You don't know my kind.....You don't my mind.....Dark necessities are part of my design.....
http://variety.com/2017/film/festiva...ng-1202570269/
The Year of Stephen King continues apace with the arrival of “Gerald’s Game,” one of two Netflix-produced King adaptations (along with “1922”) unveiled last weekend at Austin’s genre-skewing Fantastic Fest. But here’s the rub: It’s entirely possible that this particular adaptation may be best appreciated — or, to paraphrase the late George Michael, viewed without prejudice — by people who have never read King’s 1992 bestseller of the same title.
Writer-director Mike Flanagan (“Ouija: Origin of Evil”) and co-writer Jeff Howard have proficiently streamlined and simplified a novel that, according to the production notes, even Flanagan once considered “unfilmable.” But the end result of their reimagining might very well produce more complaints than usual from disapproving King fans that, really, the book was a lot better.
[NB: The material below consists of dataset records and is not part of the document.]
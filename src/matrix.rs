use crate::bits::{Bit, BitVector};
use crate::error::Error;

/// A dense binary matrix, stored as rows.
///
/// An `r x c` matrix is a linear map from GF(2)^c to GF(2)^r, acting on column
/// vectors through [`Matrix::mul_vec`].
#[derive(Debug, Clone, PartialEq, Eq)]
pub struct Matrix {
    rows: Vec<BitVector>,
    cols: usize,
}

impl Matrix {
    pub fn zero(rows: usize, cols: usize) -> Self {
        Self {
            rows: vec![BitVector::zeros(cols); rows],
            cols,
        }
    }

    pub fn identity(size: usize) -> Self {
        let mut out = Self::zero(size, size);
        for (i, row) in out.rows.iter_mut().enumerate() {
            row.set(i, Bit::one());
        }
        out
    }

    /// Assemble a matrix from its rows.
    ///
    /// Every row must have exactly `cols` bits.
    pub fn from_rows(rows: Vec<BitVector>, cols: usize) -> Result<Self, Error> {
        if let Some(bad) = rows.iter().find(|row| row.len() != cols) {
            return Err(Error::DimensionMismatch {
                expected: cols,
                actual: bad.len(),
            });
        }
        Ok(Self { rows, cols })
    }

    pub(crate) fn from_generated_rows(rows: Vec<BitVector>, cols: usize) -> Self {
        debug_assert!(rows.iter().all(|row| row.len() == cols));
        Self { rows, cols }
    }

    pub fn rows(&self) -> usize {
        self.rows.len()
    }

    pub fn cols(&self) -> usize {
        self.cols
    }

    pub fn row(&self, index: usize) -> &BitVector {
        &self.rows[index]
    }

    pub fn get(&self, row: usize, col: usize) -> Bit {
        self.rows[row].get(col)
    }

    pub fn is_square(&self) -> bool {
        self.rows.len() == self.cols
    }

    /// Multiply this matrix with a column vector.
    ///
    /// Each output bit is the parity of the vector anded with the matching row.
    pub fn mul_vec(&self, v: &BitVector) -> Result<BitVector, Error> {
        if v.len() != self.cols {
            return Err(Error::DimensionMismatch {
                expected: self.cols,
                actual: v.len(),
            });
        }
        Ok(BitVector::from_bits(self.rows.iter().map(|row| row.dot(v))))
    }

    /// The matrix product `self * other`.
    pub fn mul(&self, other: &Matrix) -> Result<Matrix, Error> {
        if other.rows() != self.cols {
            return Err(Error::DimensionMismatch {
                expected: self.cols,
                actual: other.rows(),
            });
        }
        let rows = self
            .rows
            .iter()
            .map(|row| {
                let mut acc = BitVector::zeros(other.cols);
                for (k, other_row) in other.rows.iter().enumerate() {
                    if row.get(k).is_set() {
                        acc ^= other_row;
                    }
                }
                acc
            })
            .collect();
        Ok(Matrix {
            rows,
            cols: other.cols,
        })
    }

    /// The rank of this matrix over GF(2).
    ///
    /// Columns are eliminated from the most significant down to the least.
    /// A column with no pivot at or below the current row is skipped without
    /// advancing the pivot row.
    pub fn rank(&self) -> usize {
        let mut mat = self.rows.clone();
        let mut row = 0;
        for col in (0..self.cols).rev() {
            if row == mat.len() {
                break;
            }
            let Some(pivot) = (row..mat.len()).find(|&r| mat[r].get(col).is_set()) else {
                continue;
            };
            mat.swap(row, pivot);
            let (upper, lower) = mat.split_at_mut(row + 1);
            let pivot_row = &upper[row];
            for r in lower.iter_mut().filter(|r| r.get(col).is_set()) {
                *r ^= pivot_row;
            }
            row += 1;
        }
        row
    }

    /// The inverse of a square, full rank matrix.
    ///
    /// Row operations reducing `self` to the identity are mirrored onto a
    /// companion matrix seeded with the identity, which ends up holding the
    /// inverse.
    pub fn invert(&self) -> Result<Matrix, Error> {
        if !self.is_square() {
            return Err(Error::SingularMatrix);
        }
        let size = self.cols;
        let mut mat = self.rows.clone();
        let mut inv = Matrix::identity(size).rows;

        // Forward elimination to upper triangular form.
        for col in 0..size {
            let pivot = (col..size)
                .find(|&r| mat[r].get(col).is_set())
                .ok_or(Error::SingularMatrix)?;
            if pivot != col {
                mat.swap(col, pivot);
                inv.swap(col, pivot);
            }
            for r in col + 1..size {
                if mat[r].get(col).is_set() {
                    let (upper, lower) = mat.split_at_mut(r);
                    lower[0] ^= &upper[col];
                    let (upper, lower) = inv.split_at_mut(r);
                    lower[0] ^= &upper[col];
                }
            }
        }

        // Back substitution, clearing everything above the diagonal.
        for col in (0..size).rev() {
            for r in 0..col {
                if mat[r].get(col).is_set() {
                    let (upper, lower) = mat.split_at_mut(col);
                    upper[r] ^= &lower[0];
                    let (upper, lower) = inv.split_at_mut(col);
                    upper[r] ^= &lower[0];
                }
            }
        }

        Ok(Matrix {
            rows: inv,
            cols: size,
        })
    }
}
use crate::bits::BitVector;
use crate::constants::{default_key, DEFAULT_PARTIES};
use crate::error::Error;
use crate::lowmc::CipherParameters;

/// Settings shared by the prover and the verifier.
///
/// Both sides must use the same configuration: it is bound into the
/// transcript, so a mismatch makes verification fail.
#[derive(Debug, Clone, PartialEq, Eq)]
pub struct ProverConfig {
    /// The number of simulated parties, at least 2.
    pub parties: usize,
    /// The number of simulations whose views are opened.
    pub repetitions: usize,
    /// The number of extra simulations whose triples are checked instead.
    ///
    /// Which simulations get audited is only known once the challenge is.
    pub audits: usize,
    /// The cipher used to compress the transcript.
    pub compression: CipherParameters,
    /// The compression key, or `None` for [`default_key`].
    pub compression_key: Option<BitVector>,
}

impl Default for ProverConfig {
    fn default() -> Self {
        Self {
            parties: DEFAULT_PARTIES,
            repetitions: 1,
            audits: 1,
            compression: CipherParameters::COMPRESSION_64,
            compression_key: None,
        }
    }
}

impl ProverConfig {
    /// A configuration reaching `bits` of soundness, with as few simulations as possible.
    ///
    /// A cheating prover can corrupt the triples of `k` simulations, hoping
    /// that none of them get audited, and cheat during the other
    /// `repetitions - k` opened ones, hoping each time that the party it
    /// cheated with stays hidden. Writing `r` for `repetitions` and `M` for
    /// `r + audits`, this works with probability
    /// `C(M - k, r - k) / C(M, r) * n^-(r - k)`, which must be at most
    /// `2^-bits` for every `k`.
    pub fn for_security(parties: usize, bits: usize) -> Result<Self, Error> {
        if parties < 2 {
            return Err(Error::InvalidParameters {
                reason: "at least 2 parties are needed",
            });
        }
        let target = -(bits as f64);
        let max_audits = 16 * bits.max(1);
        let mut best: Option<(usize, usize)> = None;
        for repetitions in 1..=bits.max(1) {
            if let Some((r, a)) = best {
                if repetitions >= r + a {
                    break;
                }
            }
            if cheating_bound(parties, repetitions, max_audits) > target {
                continue;
            }
            // The bound only shrinks as audits are added.
            let (mut lo, mut hi) = (1, max_audits);
            while lo < hi {
                let mid = (lo + hi) / 2;
                if cheating_bound(parties, repetitions, mid) <= target {
                    hi = mid;
                } else {
                    lo = mid + 1;
                }
            }
            if best.map_or(true, |(r, a)| repetitions + lo < r + a) {
                best = Some((repetitions, lo));
            }
        }
        let (repetitions, audits) = best.ok_or(Error::InvalidParameters {
            reason: "no configuration reaches this many bits of security",
        })?;
        Ok(Self {
            parties,
            repetitions,
            audits,
            ..Self::default()
        })
    }

    /// The log2 of the best chance a cheating prover has, following [`Self::for_security`].
    pub fn soundness_bits(&self) -> f64 {
        -cheating_bound(self.parties, self.repetitions, self.audits)
    }

    pub fn with_parties(mut self, parties: usize) -> Self {
        self.parties = parties;
        self
    }

    pub fn with_repetitions(mut self, repetitions: usize) -> Self {
        self.repetitions = repetitions;
        self
    }

    pub fn with_audits(mut self, audits: usize) -> Self {
        self.audits = audits;
        self
    }

    pub fn with_compression(mut self, compression: CipherParameters) -> Self {
        self.compression = compression;
        self
    }

    pub fn with_compression_key(mut self, key: BitVector) -> Self {
        self.compression_key = Some(key);
        self
    }

    /// The key the compression cipher is keyed with.
    pub fn compression_key(&self) -> BitVector {
        self.compression_key
            .clone()
            .unwrap_or_else(|| default_key(self.compression.key_size))
    }

    pub fn validate(&self) -> Result<(), Error> {
        if self.parties < 2 {
            return Err(Error::InvalidParameters {
                reason: "at least 2 parties are needed",
            });
        }
        if self.repetitions == 0 {
            return Err(Error::InvalidParameters {
                reason: "at least 1 repetition is needed",
            });
        }
        if self.audits == 0 {
            return Err(Error::InvalidParameters {
                reason: "at least 1 audit is needed",
            });
        }
        self.compression.validate()?;
        if let Some(key) = &self.compression_key {
            if key.len() != self.compression.key_size {
                return Err(Error::DimensionMismatch {
                    expected: self.compression.key_size,
                    actual: key.len(),
                });
            }
        }
        Ok(())
    }
}

/// The log2 of the best chance of cheating, with `repetitions` opened and
/// `audits` audited simulations.
fn cheating_bound(parties: usize, repetitions: usize, audits: usize) -> f64 {
    let per_party = (parties as f64).log2();
    let instances = repetitions + audits;
    let mut best = -(repetitions as f64) * per_party;
    // log2 of C(M - k, r - k) / C(M, r), built up one k at a time.
    let mut avoided = 0.0;
    for k in 1..=repetitions {
        avoided += ((repetitions - k + 1) as f64 / (instances - k + 1) as f64).log2();
        best = best.max(avoided - (repetitions - k) as f64 * per_party);
    }
    best
}
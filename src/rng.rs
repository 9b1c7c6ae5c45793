use bincode::{Decode, Encode};
use rand_core::{impls, CryptoRng, RngCore};

use crate::bits::Bit;
use crate::constants::PRNG_CONTEXT;

/// The number of bytes in an RNG seed
const SEED_LEN: usize = blake3::KEY_LEN;

/// The seed a simulated party derives its triple shares from.
#[derive(Debug, Clone, PartialEq, Eq, Encode, Decode)]
pub struct Seed([u8; SEED_LEN]);

impl Seed {
    /// Generate a random Seed.
    pub fn random<R: RngCore + CryptoRng>(rng: &mut R) -> Self {
        let mut bytes = [0u8; SEED_LEN];
        rng.fill_bytes(&mut bytes[..]);
        Self(bytes)
    }

    pub fn from_bytes(bytes: [u8; SEED_LEN]) -> Self {
        Self(bytes)
    }
}

/// A deterministic RNG, expanding a seed with the BLAKE3 XOF.
///
/// Anyone holding the seed can replay the exact same stream.
#[derive(Clone)]
pub struct SeededRng {
    reader: blake3::OutputReader,
}

impl SeededRng {
    pub fn new(seed: &Seed) -> Self {
        let reader = blake3::Hasher::new_keyed(&seed.0)
            .update(PRNG_CONTEXT)
            .finalize_xof();
        Self { reader }
    }
}

impl RngCore for SeededRng {
    fn next_u32(&mut self) -> u32 {
        impls::next_u32_via_fill(self)
    }

    fn next_u64(&mut self) -> u64 {
        impls::next_u64_via_fill(self)
    }

    fn fill_bytes(&mut self, dest: &mut [u8]) {
        self.reader.fill(dest);
    }

    fn try_fill_bytes(&mut self, dest: &mut [u8]) -> Result<(), rand_core::Error> {
        self.fill_bytes(dest);
        Ok(())
    }
}

impl CryptoRng for SeededRng {}

/// The number of bytes we buffer from the underlying RNG.
///
/// Using 64 is a good match with the XOF output from BLAKE3.
const BUF_LEN: usize = 64;

/// A source of secret random bits.
///
/// This wraps a cryptographically secure RNG, handing out its output one bit
/// at a time. Every bit is used once and then discarded. Secret shares and
/// multiplication triples draw from this, never from the public parameter
/// [`Generator`](crate::lfsr::Generator).
pub struct BitRng<R> {
    rng: R,
    /// The buffer holding the next bits of output from the RNG.
    buf: [u8; BUF_LEN],
    /// The next bit index within that buffer to read from.
    bit_index: usize,
}

impl<R: RngCore + CryptoRng> BitRng<R> {
    pub fn new(rng: R) -> Self {
        // Start past the end, so the first read fills the buffer.
        Self {
            rng,
            buf: [0; BUF_LEN],
            bit_index: 8 * BUF_LEN,
        }
    }

    /// Read the next bit from the output stream of this RNG.
    pub fn next_bit(&mut self) -> Bit {
        if self.bit_index >= 8 * BUF_LEN {
            self.rng.fill_bytes(&mut self.buf);
            self.bit_index = 0;
        }
        let index = self.bit_index;
        self.bit_index += 1;
        Bit::select_u8(self.buf[index / 8], index % 8)
    }

    /// Access the underlying RNG, for drawing byte-sized randomness.
    pub fn inner(&mut self) -> &mut R {
        &mut self.rng
    }
}

/// A pseudo-random generator of bits, fully determined by its seed.
pub type BitPRNG = BitRng<SeededRng>;

impl BitPRNG {
    pub fn seeded(seed: &Seed) -> Self {
        Self::new(SeededRng::new(seed))
    }
}


#[cfg(test)]
mod test {
    use super::testing::ScriptedRng;
    use super::*;

    use rand_chacha::rand_core::SeedableRng;
    use rand_chacha::ChaCha20Rng;

    #[test]
    fn test_bits_come_out_lsb_first() {
        let mut rng = BitRng::new(ScriptedRng::new([0b1101]));
        let bits: Vec<bool> = (0..5).map(|_| rng.next_bit().into()).collect();
        assert_eq!(bits, [true, false, true, true, false]);
    }

    #[test]
    fn test_refills_after_buffer_is_used() {
        let mut words = vec![0u64; BUF_LEN / 8];
        words.push(1);
        let mut rng = BitRng::new(ScriptedRng::new(words));
        for _ in 0..8 * BUF_LEN {
            assert_eq!(rng.next_bit(), Bit::zero());
        }
        assert_eq!(rng.next_bit(), Bit::one());
    }

    #[test]
    fn test_seeded_streams_replay() {
        let seed = Seed::random(&mut ChaCha20Rng::seed_from_u64(11));
        let mut first = BitPRNG::seeded(&seed);
        let mut second = BitPRNG::seeded(&seed);
        for _ in 0..3 * 8 * BUF_LEN {
            assert_eq!(first.next_bit(), second.next_bit());
        }
    }

    #[test]
    fn test_seeded_streams_move_forward() {
        // Every draw must advance, or all of a party's triple shares would repeat.
        let mut rng = BitPRNG::seeded(&Seed::from_bytes([7; SEED_LEN]));
        let bits: Vec<Bit> = (0..256).map(|_| rng.next_bit()).collect();
        assert!(bits.iter().any(|b| b.is_set()));
        assert!(bits.iter().any(|b| !b.is_set()));
    }

    #[test]
    fn test_different_seeds_diverge() {
        let mut a = BitPRNG::seeded(&Seed::from_bytes([1; SEED_LEN]));
        let mut b = BitPRNG::seeded(&Seed::from_bytes([2; SEED_LEN]));
        let same = (0..256).filter(|_| a.next_bit() == b.next_bit()).count();
        assert!(same < 256);
    }

    #[test]
    fn test_bits_are_not_constant() {
        let mut rng = BitRng::new(ChaCha20Rng::seed_from_u64(7));
        let ones = (0..4096).filter(|_| rng.next_bit().is_set()).count();
        assert!((1500..2600).contains(&ones));
    }
}
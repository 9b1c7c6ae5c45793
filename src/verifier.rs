//! Checking proofs.
//!
//! Each simulation is either opened or audited, as the challenge decides.
//! For an opened one the verifier never sees the hidden party. For the
//! others it opens their commitments and replays them gate by gate. A
//! party's replay only needs its own shares, its seed, and the public
//! broadcast values, which every party records in full. For an audited one
//! every party's seed is opened, and each triple is checked to multiply.
use tracing::{debug, instrument, Level};

use crate::bits::{Bit, BitBuf, BitVector};
use crate::circuit::{Operation, ValidatedCircuit};
use crate::commitment::{decommit, Commitment};
use crate::config::ProverConfig;
use crate::error::{CircuitError, Error};
use crate::gates::{and_share, not_share, ViewGrowth};
use crate::proof::{
    absorb_conclusion, absorb_simulation, start_transcript, Audit, Online, Proof, Response,
    Simulation, View,
};
use crate::sharing::{Shares, Triple, TripleShare};
use crate::transcript::Transcript;

/// Why a proof was rejected.
#[derive(Debug, thiserror::Error)]
enum Rejection {
    #[error("malformed proof: {0}")]
    Shape(&'static str),
    #[error("output does not match the claim")]
    Output,
    #[error("simulation {simulation}: view commitment of party {party} does not open")]
    Commitment { simulation: usize, party: usize },
    #[error("simulation {simulation}: state commitment of party {party} does not open")]
    State { simulation: usize, party: usize },
    #[error("simulation {simulation}: views disagree on the broadcast of gate {gate}")]
    Broadcast { simulation: usize, gate: usize },
    #[error("simulation {simulation}: party {party} deviates at gate {gate}")]
    Replay {
        simulation: usize,
        party: usize,
        gate: usize,
    },
    #[error("simulation {simulation}: output shares of party {party} do not match its view")]
    OutputShares { simulation: usize, party: usize },
    #[error("simulation {simulation}: triple {triple} does not multiply")]
    Triple { simulation: usize, triple: usize },
    #[error("challenge does not match the transcript")]
    Challenge,
    #[error("simulation {simulation}: response does not follow the challenge")]
    Outcome { simulation: usize },
}

enum Failure {
    Rejected(Rejection),
    Error(Error),
}

impl From<Rejection> for Failure {
    fn from(r: Rejection) -> Self {
        Failure::Rejected(r)
    }
}

impl From<Error> for Failure {
    fn from(e: Error) -> Self {
        Failure::Error(e)
    }
}

fn ensure(condition: bool, rejection: Rejection) -> Result<(), Failure> {
    if condition {
        Ok(())
    } else {
        Err(rejection.into())
    }
}

/// What one party recorded for one non-linear gate.
struct Record {
    a: Bit,
    b: Bit,
    c: Bit,
    x: Bit,
    y: Bit,
    d: Shares,
    e: Shares,
}

impl Record {
    fn read(records: &BitBuf, index: usize, parties: usize) -> Option<Self> {
        let len = ViewGrowth::record_len(parties);
        let bits: Vec<Bit> = records.slice(index * len, len)?.iter().collect();
        Some(Self {
            a: bits[0],
            b: bits[1],
            c: bits[2],
            x: bits[3],
            y: bits[4],
            d: Shares::from_bits(&bits[5..5 + parties]),
            e: Shares::from_bits(&bits[5 + parties..]),
        })
    }

    fn opening_bits(&self) -> BitBuf {
        self.d.iter().chain(self.e.iter()).collect()
    }
}

/// Check that a proof convinces us that its prover knows an input for which
/// `circuit` produces `output`.
///
/// This returns `Ok(false)` for any proof which fails a check. Errors are
/// reserved for problems with the configuration or the circuit.
///
/// A prover can only get a false statement through by cheating in the
/// triples of simulations that escape the audit, and in the online phase
/// of the rest. See [`ProverConfig::for_security`] for how likely that is.
#[instrument(level = Level::DEBUG, skip_all, err)]
pub fn verify(
    ctx: &[u8],
    config: &ProverConfig,
    circuit: &ValidatedCircuit,
    output: &BitVector,
    proof: &Proof,
) -> Result<bool, Error> {
    config.validate()?;
    match check(ctx, config, circuit, output, proof) {
        Ok(()) => Ok(true),
        Err(Failure::Rejected(rejection)) => {
            debug!(%rejection, "rejected proof");
            Ok(false)
        }
        Err(Failure::Error(e)) => Err(e),
    }
}

fn check(
    ctx: &[u8],
    config: &ProverConfig,
    circuit: &ValidatedCircuit,
    output: &BitVector,
    proof: &Proof,
) -> Result<(), Failure> {
    let n = config.parties;
    let block_size = config.compression.block_size;
    ensure(proof.output == *output, Rejection::Output)?;
    ensure(
        proof.simulations.len() == config.repetitions + config.audits,
        Rejection::Shape("simulation count"),
    )?;
    ensure(
        proof.challenge.len() == block_size,
        Rejection::Shape("challenge length"),
    )?;
    for simulation in &proof.simulations {
        check_shape(n, circuit, block_size, simulation)?;
    }

    let fresh = Transcript::for_config(config)?;
    let mut transcript = start_transcript(ctx, config, circuit)?;
    for (r, simulation) in proof.simulations.iter().enumerate() {
        let commitments = &simulation.state_commitments;
        let online_digest = match &simulation.response {
            Response::Online(online) => {
                check_online(circuit, n, r, commitments, online, output, fresh.clone())?
            }
            Response::Audit(audit) => {
                check_audit(circuit, r, commitments, audit)?;
                audit.online_digest.clone()
            }
        };
        absorb_simulation(&mut transcript, commitments, &online_digest)?;
    }

    let challenge = transcript.finalize()?;
    ensure(*challenge.material() == proof.challenge, Rejection::Challenge)?;
    let outcomes = challenge.outcomes(n, config.repetitions, config.audits)?;
    for (r, (simulation, outcome)) in proof.simulations.iter().zip(outcomes).enumerate() {
        ensure(
            simulation.outcome(n) == Some(outcome),
            Rejection::Outcome { simulation: r },
        )?;
    }
    Ok(())
}

/// Check an opened simulation, returning the digest of its online part.
fn check_online(
    circuit: &ValidatedCircuit,
    n: usize,
    simulation: usize,
    state_commitments: &[Commitment],
    online: &Online,
    output: &BitVector,
    mut transcript: Transcript,
) -> Result<BitVector, Failure> {
    let mut acc = BitVector::zeros(circuit.wire_out_count());
    for shares in &online.output_shares {
        acc ^= &BitVector::from(shares.clone());
    }
    ensure(acc == *output, Rejection::Output)?;

    for revealed in &online.revealed {
        let party = revealed.party;
        let opened = decommit(
            &revealed.view,
            &online.view_commitments[party],
            &revealed.decommitment,
        )?;
        ensure(opened, Rejection::Commitment { simulation, party })?;
        let opened = decommit(
            &revealed.state,
            &state_commitments[party],
            &revealed.state_decommitment,
        )?;
        ensure(opened, Rejection::State { simulation, party })?;
    }

    // Shapes are checked, so there is at least one revealed view.
    let first = &online.revealed[0].view;
    for gate in 0..circuit.nonlinear_gate_count() {
        let opening = Record::read(&first.records, gate, n)
            .ok_or(Rejection::Shape("record length"))?
            .opening_bits();
        for revealed in &online.revealed[1..] {
            let other = Record::read(&revealed.view.records, gate, n)
                .ok_or(Rejection::Shape("record length"))?;
            ensure(
                other.opening_bits() == opening,
                Rejection::Broadcast { simulation, gate },
            )?;
        }
        transcript.absorb(&opening)?;
    }

    for revealed in &online.revealed {
        let triples = revealed
            .state
            .triple_shares(revealed.party, circuit.nonlinear_gate_count())
            .ok_or(Rejection::Shape("corrections"))?;
        replay(
            circuit,
            n,
            simulation,
            revealed.party,
            &revealed.view,
            &triples,
            &online.output_shares[revealed.party],
        )?;
    }
    absorb_conclusion(
        &mut transcript,
        &online.output_shares,
        &online.view_commitments,
    )?;
    Ok(transcript.finalize()?.material().clone())
}

/// Check that every party's state opens, and that the triples they deal multiply.
fn check_audit(
    circuit: &ValidatedCircuit,
    simulation: usize,
    state_commitments: &[Commitment],
    audit: &Audit,
) -> Result<(), Failure> {
    let count = circuit.nonlinear_gate_count();
    let mut shares: Vec<Vec<TripleShare>> = Vec::with_capacity(audit.states.len());
    for (party, state) in audit.states.iter().enumerate() {
        let opened = decommit(
            state,
            &state_commitments[party],
            &audit.decommitments[party],
        )?;
        ensure(opened, Rejection::State { simulation, party })?;
        shares.push(
            state
                .triple_shares(party, count)
                .ok_or(Rejection::Shape("corrections"))?,
        );
    }
    for triple in 0..count {
        let dealt = Triple {
            a: shares.iter().map(|s| s[triple].a).collect(),
            b: shares.iter().map(|s| s[triple].b).collect(),
            c: shares.iter().map(|s| s[triple].c).collect(),
        };
        ensure(
            dealt.is_correct(),
            Rejection::Triple { simulation, triple },
        )?;
    }
    Ok(())
}

fn check_shape(
    n: usize,
    circuit: &ValidatedCircuit,
    block_size: usize,
    simulation: &Simulation,
) -> Result<(), Failure> {
    ensure(
        simulation.state_commitments.len() == n,
        Rejection::Shape("state commitment count"),
    )?;
    let online = match &simulation.response {
        Response::Online(online) => online,
        Response::Audit(audit) => {
            ensure(
                audit.states.len() == n && audit.decommitments.len() == n,
                Rejection::Shape("audited state count"),
            )?;
            return ensure(
                audit.online_digest.len() == block_size,
                Rejection::Shape("online digest length"),
            );
        }
    };
    ensure(
        online.output_shares.len() == n
            && online
                .output_shares
                .iter()
                .all(|s| s.len() == circuit.wire_out_count()),
        Rejection::Shape("output shares"),
    )?;
    ensure(
        online.view_commitments.len() == n,
        Rejection::Shape("view commitment count"),
    )?;
    ensure(
        online.revealed.len() == n - 1,
        Rejection::Shape("revealed view count"),
    )?;
    ensure(
        online.revealed.windows(2).all(|w| w[0].party < w[1].party)
            && online.revealed.iter().all(|r| r.party < n),
        Rejection::Shape("revealed parties"),
    )?;
    let records_len = circuit.nonlinear_gate_count() * ViewGrowth::record_len(n);
    ensure(
        online.revealed.iter().all(|r| {
            r.view.input.len() == circuit.wire_in_count() && r.view.records.len() == records_len
        }),
        Rejection::Shape("view length"),
    )
}

/// Run one party through the circuit, checking it against its own view.
///
/// `triples` holds the party's triple shares, replayed from its seed.
fn replay(
    circuit: &ValidatedCircuit,
    n: usize,
    simulation: usize,
    party: usize,
    view: &View,
    triples: &[TripleShare],
    output_shares: &BitBuf,
) -> Result<(), Failure> {
    let mut wires: Vec<Option<Bit>> = vec![None; circuit.wire_count()];
    for (slot, bit) in wires.iter_mut().zip(view.input.iter()) {
        *slot = Some(bit);
    }
    let read = |wires: &[Option<Bit>], wire: usize| {
        wires[wire].ok_or(Error::Circuit(CircuitError::UnassignedWire { wire }))
    };

    let mut next_record = 0;
    for (gate, g) in circuit.gates().iter().enumerate() {
        let x = read(&wires, g.inputs()[0])?;
        let y = match g.inputs().get(1) {
            Some(&w) => read(&wires, w)?,
            None => Bit::zero(),
        };
        let z = match g.operation() {
            Operation::Xor => x ^ y,
            Operation::Not => not_share(party, x),
            Operation::Identity => x,
            op @ (Operation::And | Operation::Or) => {
                let record = Record::read(&view.records, next_record, n)
                    .ok_or(Rejection::Shape("record length"))?;
                let dealt = triples
                    .get(next_record)
                    .ok_or(Rejection::Shape("triple count"))?;
                next_record += 1;
                let mismatch = Rejection::Replay {
                    simulation,
                    party,
                    gate,
                };
                ensure(
                    record.a == dealt.a
                        && record.b == dealt.b
                        && record.c == dealt.c
                        && record.x == x
                        && record.y == y
                        && record.d.get(party) == x ^ record.a
                        && record.e.get(party) == y ^ record.b,
                    mismatch,
                )?;
                let and = and_share(
                    party,
                    x,
                    y,
                    record.c,
                    record.d.reconstruct(),
                    record.e.reconstruct(),
                );
                if op == Operation::Or {
                    x ^ y ^ and
                } else {
                    and
                }
            }
        };
        wires[g.output()] = Some(z);
    }

    for (i, wire) in circuit.output_wires().enumerate() {
        ensure(
            output_shares.get(i) == Some(read(&wires, wire)?),
            Rejection::OutputShares { simulation, party },
        )?;
    }
    Ok(())
}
To be fair, the movie tends to adhere quite effectively to the bare bones of King’s original plot. At a secluded lake house — the kind of place where no one in the surrounding area can hear you scream — Jessie (Carla Gugino) and Gerald Burlingame (Bruce Greenwood) are squabbling about whether they should continue a kinky sex game when Gerald inconveniently expires.
Unfortunately, this leaves Jessie handcuffed to their bed, unable to free herself, increasingly frantic and dehydrated, and haunted by voices inside her head that sound more hectoring than helpful. Even more unfortunately, a famished abandoned dog wanders into the lake house through an open door, feasts on Gerald’s corpse and gradually expresses an appetite for fresher meat.
And oh, by the way, Jessie is visited by a gruesome stranger who may be a hallucination “made of moonlight,” or something much, much worse.
Right from the start, Flanagan and Howard put their own spin on the material by making Jessie far less culpable for her husband’s untimely demise, cleverly implying that Gerald died of a heart attack because he popped one too many little blue pills before playtime. But that is a relatively minor adjustment compared to what could be a deal-breaker for fans of the novel: Instead of having the voices inside Jessie’s head belong to people from her past, or manifestations of her own tortured psyche, the movie has the shackled heroine encouraged and harassed by two on-screen supporting characters: the unquiet spirit of Gerald (who’s understandably upset that the dog is treating his corpse as a blue-plate special) and a vividly imagined, no-B.S. version of Jessie herself.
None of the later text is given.